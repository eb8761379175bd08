use crate::error::Result;
use serde::ser::{SerializeMap, SerializeSeq};
use serde::{Deserialize, Deserializer, Serialize, Serializer};
use serde_json::{Number, Value};
use std::collections::BTreeMap;

/// A parsed JSON document: the body of a captured request.
///
/// Numbers keep the precision they were parsed with, so unsubstituted
/// branches re-encode to the same values. Object key order is not kept.
#[derive(Debug, Clone, PartialEq)]
pub enum DocumentNode {
    Null,
    Bool(bool),
    Number(Number),
    String(String),
    Array(Vec<DocumentNode>),
    Object(BTreeMap<String, DocumentNode>),
}

impl DocumentNode {
    /// Parse JSON text. Fails on anything that is not a single valid
    /// JSON document.
    pub fn parse(text: &str) -> Result<Self> {
        let value: Value = serde_json::from_str(text)?;
        Ok(value.into())
    }

    /// Compact JSON encoding.
    pub fn encode(&self) -> Result<String> {
        Ok(serde_json::to_string(self)?)
    }

    pub fn is_scalar(&self) -> bool {
        !matches!(self, Self::Array(_) | Self::Object(_))
    }

    /// Value at `key` when this is an object.
    pub fn get(&self, key: &str) -> Option<&DocumentNode> {
        match self {
            Self::Object(map) => map.get(key),
            _ => None,
        }
    }
}

impl From<Value> for DocumentNode {
    fn from(value: Value) -> Self {
        match value {
            Value::Null => Self::Null,
            Value::Bool(b) => Self::Bool(b),
            Value::Number(n) => Self::Number(n),
            Value::String(s) => Self::String(s),
            Value::Array(items) => Self::Array(items.into_iter().map(Self::from).collect()),
            Value::Object(map) => Self::Object(
                map.into_iter()
                    .map(|(key, value)| (key, Self::from(value)))
                    .collect(),
            ),
        }
    }
}

impl From<DocumentNode> for Value {
    fn from(node: DocumentNode) -> Self {
        match node {
            DocumentNode::Null => Value::Null,
            DocumentNode::Bool(b) => Value::Bool(b),
            DocumentNode::Number(n) => Value::Number(n),
            DocumentNode::String(s) => Value::String(s),
            DocumentNode::Array(items) => Value::Array(items.into_iter().map(Value::from).collect()),
            DocumentNode::Object(map) => Value::Object(
                map.into_iter()
                    .map(|(key, value)| (key, Value::from(value)))
                    .collect(),
            ),
        }
    }
}

impl From<&str> for DocumentNode {
    fn from(s: &str) -> Self {
        Self::String(s.to_string())
    }
}

impl From<String> for DocumentNode {
    fn from(s: String) -> Self {
        Self::String(s)
    }
}

impl From<bool> for DocumentNode {
    fn from(b: bool) -> Self {
        Self::Bool(b)
    }
}

impl From<i64> for DocumentNode {
    fn from(n: i64) -> Self {
        Self::Number(n.into())
    }
}

impl From<u64> for DocumentNode {
    fn from(n: u64) -> Self {
        Self::Number(n.into())
    }
}

impl From<i32> for DocumentNode {
    fn from(n: i32) -> Self {
        Self::Number(n.into())
    }
}

/// Non-finite floats have no JSON form and become `null`.
impl From<f64> for DocumentNode {
    fn from(n: f64) -> Self {
        Number::from_f64(n).map_or(Self::Null, Self::Number)
    }
}

impl Serialize for DocumentNode {
    fn serialize<S: Serializer>(&self, serializer: S) -> std::result::Result<S::Ok, S::Error> {
        match self {
            Self::Null => serializer.serialize_unit(),
            Self::Bool(b) => serializer.serialize_bool(*b),
            Self::Number(n) => n.serialize(serializer),
            Self::String(s) => serializer.serialize_str(s),
            Self::Array(items) => {
                let mut seq = serializer.serialize_seq(Some(items.len()))?;
                for item in items {
                    seq.serialize_element(item)?;
                }
                seq.end()
            }
            Self::Object(map) => {
                let mut out = serializer.serialize_map(Some(map.len()))?;
                for (key, value) in map {
                    out.serialize_entry(key, value)?;
                }
                out.end()
            }
        }
    }
}

impl<'de> Deserialize<'de> for DocumentNode {
    fn deserialize<D: Deserializer<'de>>(deserializer: D) -> std::result::Result<Self, D::Error> {
        Value::deserialize(deserializer).map(Self::from)
    }
}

━━━

**Description of the task:** Print only these lines, please. They run from the start of the entries above to the line containing "with, so unsubstituted", both ends included, and must match exactly.

**Output for this task:**
repository eb8761379175bd08
use crate::error::Result;
use serde::ser::{SerializeMap, SerializeSeq};
use serde::{Deserialize, Deserializer, Serialize, Serializer};
use serde_json::{Number, Value};
use std::collections::BTreeMap;

/// A parsed JSON document: the body of a captured request.
///
/// Numbers keep the precision they were parsed with, so unsubstituted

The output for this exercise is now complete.